-- GIVEN RECORDS follows --

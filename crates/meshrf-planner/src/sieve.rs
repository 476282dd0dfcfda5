//! The sieve: find the most promising transmitter sites in a bounding box.
//!
//! Every tile touching the box is scanned for local elevation maxima; the
//! highest peaks inside the box are kept, optionally rescored by how far the
//! view reaches across the tile, and the best few are returned.

use crate::PlanError;
use meshrf_metrics::metric_defs;
use meshrf_terrain::{tiles_in_region, ElevationCache, ElevationGrid, TerrainTile, TileCoord};
use rayon::prelude::*;
use serde::{Deserialize, Serialize};
use std::cmp::Ordering;
use std::sync::Arc;
use tracing::{debug, info, warn};

/// Ray directions for the visibility score: cardinals, then diagonals.
const DIRECTIONS: [(isize, isize); 8] = [
    (0, 1),
    (0, -1),
    (1, 0),
    (-1, 0),
    (1, 1),
    (1, -1),
    (-1, 1),
    (-1, -1),
];

/// A lat/lon bounding box.
#[derive(Debug, Clone, Copy, PartialEq, Serialize, Deserialize)]
pub struct SearchRegion {
    /// South edge.
    pub min_lat: f64,
    /// West edge.
    pub min_lon: f64,
    /// North edge.
    pub max_lat: f64,
    /// East edge.
    pub max_lon: f64,
}

impl SearchRegion {
    /// Reject non-finite, out-of-range or empty boxes.
    pub fn validate(&self) -> Result<(), PlanError> {
        let values = [self.min_lat, self.min_lon, self.max_lat, self.max_lon];
        if values.iter().any(|v| !v.is_finite()) {
            return Err(PlanError::InvalidGeometry("bounding box has non-finite edges".to_string()));
        }
        if self.min_lat < -90.0 || self.max_lat > 90.0 || self.min_lon < -180.0 || self.max_lon > 180.0 {
            return Err(PlanError::InvalidGeometry(format!(
                "bounding box {:?} outside the valid coordinate range",
                values
            )));
        }
        if self.min_lat >= self.max_lat || self.min_lon >= self.max_lon {
            return Err(PlanError::InvalidGeometry(format!(
                "bounding box is empty: lat {}..{}, lon {}..{}",
                self.min_lat, self.max_lat, self.min_lon, self.max_lon
            )));
        }
        Ok(())
    }

    /// Whether a point lies inside the box (edges included).
    pub fn contains(&self, lat: f64, lon: f64) -> bool {
        lat >= self.min_lat && lat <= self.max_lat && lon >= self.min_lon && lon <= self.max_lon
    }
}

/// Sieve settings.
#[derive(Debug, Clone, PartialEq, Serialize, Deserialize)]
#[serde(default)]
pub struct SieveParams {
    /// Peaks kept after the elevation sort.
    pub top_k: usize,
    /// Sites returned.
    pub results: usize,
    /// Edge length of the local-maximum window (cells).
    pub window: usize,
    /// Longest visibility ray (cells).
    pub horizon_radius: usize,
    /// Mast height added to the site when marching visibility rays (meters).
    pub tower_offset_m: f64,
    /// Add the visibility score to the elevation score.
    pub score_visibility: bool,
    /// Metres of score per cell of visibility.
    pub visibility_weight: f64,
    /// Largest number of tiles one request may scan.
    pub max_tiles: usize,
}

impl Default for SieveParams {
    fn default() -> Self {
        Self {
            top_k: 20,
            results: 3,
            window: 3,
            horizon_radius: 50,
            tower_offset_m: 10.0,
            score_visibility: false,
            visibility_weight: 1.0,
            max_tiles: 64,
        }
    }
}

/// A recommended site.
#[derive(Debug, Clone, PartialEq, Serialize, Deserialize)]
pub struct ScoredSite {
    /// Latitude in degrees.
    pub lat: f64,
    /// Longitude in degrees.
    pub lon: f64,
    /// Ground elevation (meters).
    pub elevation: f64,
    /// Tile the peak was found in.
    pub tile: TileCoord,
    /// Sum of unobstructed ray lengths (cells), when visibility scoring is on.
    pub visibility: Option<u32>,
    /// Ranking score.
    pub score: f64,
}

/// Outcome of a sieve pass.
#[derive(Debug, Clone, PartialEq, Serialize, Deserialize)]
pub struct SieveReport {
    /// Best sites, highest score first.
    pub sites: Vec<ScoredSite>,
    /// Tiles touching the search box.
    pub tiles_scanned: usize,
    /// Tiles whose terrain could not be fetched.
    pub tiles_failed: usize,
    /// Local maxima found inside the box.
    pub candidates_found: usize,
    /// Frequency the search was run for (MHz).
    pub freq_mhz: f64,
    /// Requested antenna height (meters).
    pub height_m: f64,
}

struct Peak {
    tile: Arc<TerrainTile>,
    row: usize,
    col: usize,
    lat: f64,
    lon: f64,
    elevation: f64,
}

/// Cells equal to the maximum of their `window`×`window` neighbourhood.
///
/// The window is clipped at the grid edges; plateaus flag every tied cell.
/// Results are in row-major order.
pub fn local_maxima(grid: &ElevationGrid, window: usize) -> Vec<(usize, usize)> {
    let size = grid.size();
    let half = window.max(1) / 2;
    let values = grid.values();
    let mut peaks = Vec::new();

    for row in 0..size {
        for col in 0..size {
            let here = values[row * size + col];
            let r_range = row.saturating_sub(half)..=(row + half).min(size - 1);
            let is_peak = r_range.into_iter().all(|r| {
                let c_range = col.saturating_sub(half)..=(col + half).min(size - 1);
                c_range.into_iter().all(|c| values[r * size + c] <= here)
            });
            if is_peak {
                peaks.push((row, col));
            }
        }
    }
    peaks
}

/// Sum over eight directions of how many cells a ray travels before hitting
/// terrain at or above the site plus `tower_offset_m`, or leaving the grid.
///
/// Rays stop after `horizon_radius - 1` cells. Earth curvature is ignored.
pub fn view_score(grid: &ElevationGrid, row: usize, col: usize, tower_offset_m: f64, horizon_radius: usize) -> u32 {
    let size = grid.size() as isize;
    let Some(base) = grid.get(row, col) else {
        return 0;
    };
    let site = base as f64 + tower_offset_m;

    let mut total = 0u32;
    for (dr, dc) in DIRECTIONS {
        let (mut r, mut c) = (row as isize, col as isize);
        let mut distance = 0u32;
        for i in 1..horizon_radius {
            r += dr;
            c += dc;
            distance = i as u32;
            if r < 0 || c < 0 || r >= size || c >= size {
                break;
            }
            let target = grid.get(r as usize, c as usize).map_or(f64::NEG_INFINITY, f64::from);
            if target >= site {
                break;
            }
        }
        total += distance;
    }
    total
}

/// Scan the tiles covering `region` for the best transmitter sites.
///
/// `freq_mhz` and `height_m` describe the intended installation and are
/// echoed in the report; the ranking itself is terrain-only.
pub fn find_sites(
    cache: &ElevationCache,
    region: &SearchRegion,
    freq_mhz: f64,
    height_m: f64,
    params: &SieveParams,
) -> Result<SieveReport, PlanError> {
    region.validate()?;

    let tiles = tiles_in_region(
        region.min_lat,
        region.min_lon,
        region.max_lat,
        region.max_lon,
        cache.zoom(),
    )?;
    if tiles.is_empty() {
        return Err(PlanError::NoTilesInRegion);
    }
    if tiles.len() > params.max_tiles {
        return Err(PlanError::RegionTooLarge {
            requested: tiles.len(),
            limit: params.max_tiles,
            unit: "tiles",
        });
    }
    info!(tiles = tiles.len(), "sieve scanning tiles");

    let per_tile: Vec<Option<Vec<Peak>>> = tiles
        .par_iter()
        .map(|coord| match cache.tile(*coord) {
            Ok(tile) => Some(tile_peaks(&tile, region, params.window)),
            Err(e) => {
                warn!(tile = %coord, error = %e, "skipping unavailable tile");
                None
            }
        })
        .collect();

    let tiles_failed = per_tile.iter().filter(|p| p.is_none()).count();
    let mut peaks: Vec<Peak> = per_tile.into_iter().flatten().flatten().collect();
    let candidates_found = peaks.len();
    metrics::histogram!(metric_defs::SIEVE_CANDIDATES.name).record(candidates_found as f64);
    debug!(candidates = candidates_found, failed = tiles_failed, "collected peaks");

    peaks.sort_by(|a, b| {
        b.elevation
            .total_cmp(&a.elevation)
            .then_with(|| a.tile.coord.cmp(&b.tile.coord))
            .then_with(|| (a.row, a.col).cmp(&(b.row, b.col)))
    });
    peaks.truncate(params.top_k);

    let mut sites: Vec<ScoredSite> = peaks
        .iter()
        .map(|peak| {
            let visibility = params.score_visibility.then(|| {
                view_score(&peak.tile.grid, peak.row, peak.col, params.tower_offset_m, params.horizon_radius)
            });
            let score = peak.elevation + visibility.map_or(0.0, |v| params.visibility_weight * v as f64);
            ScoredSite {
                lat: peak.lat,
                lon: peak.lon,
                elevation: peak.elevation,
                tile: peak.tile.coord,
                visibility,
                score,
            }
        })
        .collect();

    sites.sort_by(|a, b| b.score.partial_cmp(&a.score).unwrap_or(Ordering::Equal));
    sites.truncate(params.results);

    Ok(SieveReport {
        sites,
        tiles_scanned: tiles.len(),
        tiles_failed,
        candidates_found,
        freq_mhz,
        height_m,
    })
}

fn tile_peaks(tile: &Arc<TerrainTile>, region: &SearchRegion, window: usize) -> Vec<Peak> {
    let bounds = tile.coord.bounds();
    let size = tile.grid.size();

    local_maxima(&tile.grid, window)
        .into_iter()
        .filter_map(|(row, col)| {
            let (lat, lon) = bounds.sample_position(row, col, size);
            if !region.contains(lat, lon) {
                return None;
            }
            Some(Peak {
                tile: Arc::clone(tile),
                row,
                col,
                lat,
                lon,
                elevation: tile.grid.get(row, col).map_or(0.0, f64::from),
            })
        })
        .collect()
}

#[cfg(test)]
mod tests {
    use super::*;

    fn grid(size: usize, f: impl Fn(usize, usize) -> f32) -> ElevationGrid {
        let data = (0..size * size).map(|i| f(i / size, i % size)).collect();
        ElevationGrid::new(size, data).unwrap()
    }

    #[test]
    fn test_single_interior_peak() {
        // Surface falls away from (2, 3) in every direction.
        let g = grid(5, |r, c| 50.0 - 5.0 * ((r as f32 - 2.0).abs() + (c as f32 - 3.0).abs()));
        assert_eq!(local_maxima(&g, 3), vec![(2, 3)]);
    }

    #[test]
    fn test_spike_on_flat_tile() {
        let g = grid(16, |r, c| if (r, c) == (8, 8) { 100.0 } else { 0.0 });
        let maxima = local_maxima(&g, 3);

        assert!(maxima.contains(&(8, 8)));
        for (dr, dc) in DIRECTIONS {
            let neighbour = ((8 + dr) as usize, (8 + dc) as usize);
            assert!(!maxima.contains(&neighbour), "{:?} flagged", neighbour);
        }
        // The rest of the flat tile ties with its neighbourhood.
        assert_eq!(maxima.len(), 16 * 16 - 8);

        let bounds = TileCoord::from_lat_lon(45.3, 7.2, 12).unwrap().bounds();
        let (lat, lon) = bounds.sample_position(8, 8, 16);
        assert!(bounds.contains(lat, lon));
    }

    #[test]
    fn test_edge_window_is_clipped() {
        // Ramp rising to the north-east corner: the corner is the only maximum.
        let g = grid(4, |r, c| (c as f32) - (r as f32));
        assert_eq!(local_maxima(&g, 3), vec![(0, 3)]);
    }

    #[test]
    fn test_plateau_flags_all_ties() {
        let g = grid(3, |_, _| 7.0);
        assert_eq!(local_maxima(&g, 3).len(), 9);
    }

    #[test]
    fn test_view_score_flat_grid_runs_to_edges() {
        let g = grid(5, |_, _| 0.0);
        // From the centre every ray leaves the grid after 3 steps.
        assert_eq!(view_score(&g, 2, 2, 10.0, 50), 8 * 3);
        // From a corner: 3 directions run 5 steps, 5 leave immediately.
        assert_eq!(view_score(&g, 0, 0, 10.0, 50), 3 * 5 + 5);
    }

    #[test]
    fn test_view_score_blocked_and_horizon() {
        // A wall one cell east of the site, higher than site + tower.
        let g = grid(5, |_, c| if c == 3 { 20.0 } else { 0.0 });
        let open = view_score(&g, 2, 2, 10.0, 50);
        let g_low = grid(5, |_, c| if c == 3 { 5.0 } else { 0.0 });
        assert!(view_score(&g_low, 2, 2, 10.0, 50) > open);

        // Horizon radius 2 allows a single step per ray.
        assert_eq!(view_score(&grid(9, |_, _| 0.0), 4, 4, 10.0, 2), 8);
    }

    #[test]
    fn test_region_validation() {
        let ok = SearchRegion { min_lat: 1.0, min_lon: 1.0, max_lat: 2.0, max_lon: 2.0 };
        assert!(ok.validate().is_ok());
        let flat = SearchRegion { max_lat: 1.0, ..ok };
        assert!(matches!(flat.validate(), Err(PlanError::InvalidGeometry(_))));
        let nan = SearchRegion { min_lon: f64::NAN, ..ok };
        assert!(nan.validate().is_err());
        let out = SearchRegion { max_lat: 95.0, ..ok };
        assert!(out.validate().is_err());
    }
}
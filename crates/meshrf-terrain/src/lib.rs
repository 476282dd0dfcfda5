//! # meshrf-terrain
//!
//! Elevation data for radio planning: a TTL-bounded cache of slippy-map tiles,
//! each holding a 16×16 elevation grid sampled from a point-elevation API.
//!
//! ## Overview
//!
//! - [`TileCoord`] / [`TileBounds`] map coordinates to zoom-12 tiles and fix the
//!   grid orientation (row 0 north, column 0 west).
//! - [`ElevationSource`] answers batched point queries. [`OpenTopoDataSource`]
//!   talks to an OpenTopoData API; [`FnSource`] computes synthetic terrain.
//! - [`CacheStore`] persists encoded tiles with an expiry ([`MemoryStore`],
//!   [`FileStore`]).
//! - [`ElevationCache`] ties them together and serves tiles, point elevations
//!   and resampled grids.
//! - [`terrain_rgb`] encodes grids as Terrain-RGB pixels.
//!
//! ## Example
//!
//! ```no_run
//! use meshrf_terrain::{CacheConfig, ElevationCache, FileStore, OpenTopoDataSource};
//!
//! let source = OpenTopoDataSource::new("https://api.opentopodata.org", "srtm30m")?;
//! let store = FileStore::open("./tile_cache")?;
//! let cache = ElevationCache::new(Box::new(source), Box::new(store), CacheConfig::default())?;
//!
//! let elevation = cache.get_elevation(47.6062, -122.3321);
//! println!("Seattle elevation: {:.1} m", elevation.value());
//! # Ok::<(), meshrf_terrain::TerrainError>(())
//! ```

mod cache;
mod error;
mod grid;
mod source;
mod store;
pub mod terrain_rgb;
mod tile;

pub use cache::{
    CacheConfig, CacheStats, DegradedReason, ElevationCache, PointElevation, DEFAULT_BATCH_DELAY,
    DEFAULT_MEMORY_TILES, DEFAULT_TILE_TTL, DEFAULT_UNAVAILABLE_TTL,
};
pub use error::TerrainError;
pub use grid::{ElevationGrid, TerrainTile, GRID_SIZE};
pub use source::{
    flat_source, ElevationSource, FnSource, OpenTopoDataSource, DEFAULT_API_URL, DEFAULT_BATCH_SIZE,
    DEFAULT_DATASET, DEFAULT_TIMEOUT,
};
pub use store::{CacheStore, FileStore, MemoryStore};
pub use tile::{srtm_filename, tiles_in_region, TileBounds, TileCoord, DEFAULT_ZOOM, MAX_ZOOM, MIN_ZOOM};

/// Result type for terrain operations.
pub type Result<T> = std::result::Result<T, TerrainError>;
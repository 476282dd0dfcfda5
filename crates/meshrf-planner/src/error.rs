use meshrf_link::LinkError;
use meshrf_terrain::TerrainError;
use thiserror::Error;

/// Errors that can occur while planning.
#[derive(Debug, Error)]
pub enum PlanError {
    /// The search region does not intersect any tile.
    #[error("No tiles found for area")]
    NoTilesInRegion,

    /// A polygon, bounding box or spacing is unusable.
    #[error("Invalid geometry: {0}")]
    InvalidGeometry(String),

    /// The request would touch more tiles or grid points than allowed.
    #[error("Region too large: {requested} {unit} requested, limit is {limit}")]
    RegionTooLarge {
        /// Amount the request needs.
        requested: usize,
        /// Configured ceiling.
        limit: usize,
        /// What is being counted.
        unit: &'static str,
    },

    /// A candidate site carries an unusable value.
    #[error("Invalid candidate {index}: {reason}")]
    InvalidCandidate {
        /// Position in the request's candidate list.
        index: usize,
        /// What is wrong with it.
        reason: String,
    },

    /// A link evaluation was rejected.
    #[error(transparent)]
    Link(#[from] LinkError),

    /// Terrain lookup failed in a way that cannot be degraded.
    #[error(transparent)]
    Terrain(#[from] TerrainError),
}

-- GIVEN RECORDS concluded --

_EXERCISE PROMPT_: Copy each line of the records that contains the word "corner".

_WRITTEN RESPONSE_:
        // Ramp rising to the north-east corner: the corner is the only maximum.
        // From a corner: 3 directions run 5 steps, 5 leave immediately.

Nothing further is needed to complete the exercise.